In currying why does the outside, initiating function appear to be the innermost function?

*爱你&永不变心* 提交于 2020-01-16 19:02:07

问题


In the simple, 2 layer currying example below the word dog is passed into the y argument.

"use strict";

function layer2(x) {
    return function(y) {
        return console.log(x, y);
    }
}

var layer1 = layer2('cat');

layer1('dog');

I know it works this way and I can reliably reproduce this. However I can't understand the mechanics of why this works. If I made a 100 layer example layer 1 would be the innermost function and the pattern would work outwards from that point.
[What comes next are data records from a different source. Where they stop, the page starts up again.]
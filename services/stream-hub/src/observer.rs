//! Provider and observer contracts
//!
//! A provider exposes a read-only view of its cache and accepts
//! subscriptions; an observer receives five kinds of events. Hubs implement
//! both. The graph is single threaded: handles are `Rc`, subscribers are
//! held as `Weak`, and no `RefCell` borrow is held while events are
//! delivered, so an observer may freely read its provider's cache.

use std::cell::Ref;
use std::rc::Weak;

use types::errors::StreamError;
use types::ids::HubId;
use types::timestamp::Timestamp;

use crate::cache::TimeSeriesCache;
use crate::config::HubConfig;
use crate::subscription::Subscription;

/// Downstream half of a graph edge.
pub trait StreamObserver<T> {
    /// A new item was appended at `index` of the provider's cache.
    fn on_add(&self, item: &T, index: Option<usize>) -> Result<(), StreamError>;

    /// The provider's cache changed at or after `from`.
    fn on_rebuild(&self, from: Timestamp) -> Result<(), StreamError>;

    /// The provider dropped every entry at or before `to` to stay within
    /// its maximum cache size. Observers that keep no cache can ignore it.
    fn on_prune(&self, _to: Timestamp) -> Result<(), StreamError> {
        Ok(())
    }

    /// The provider faulted. The error itself travels back up the call
    /// stack to whoever fed the graph; this is the fan-out signal.
    fn on_error(&self, error: &StreamError);

    /// The provider ended transmission; no further events will arrive.
    fn on_completed(&self);
}

/// Upstream half of a graph edge.
pub trait StreamProvider<T> {
    fn provider_id(&self) -> HubId;

    fn label(&self) -> String;

    /// Configuration inherited by hubs chained from this provider.
    fn config(&self) -> HubConfig;

    /// Read-only view of the published cache.
    ///
    /// Do not hold the guard across a call that mutates the graph.
    fn cache(&self) -> Ref<'_, TimeSeriesCache<T>>;

    fn subscribe(&self, observer: Weak<dyn StreamObserver<T>>) -> Subscription;
}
What piece of basic mechanics causes this? Thanks so much for any input!


回答1:


In short, lexical scoping is what makes this possible. See, layer2 function in your example returns another function that has two variables in its scope:

y - its own argument
x - parameter passed into `layer2` function

The key point here is that once you store that returned function, x value is set and will never change. Again, in terms of your example, function stored in layer1 variable - result of layer2('cat') - has x name bound to 'cat' string value.




回答2:


It's simple. When you call layer2('cat') it will return the function:

function(y) {
  return console.log(x, y);
}

Now, layer1('dog') returns function call return console.log(x,y); on which x is received already in a call layer2('cat'), and y is being called from function(y).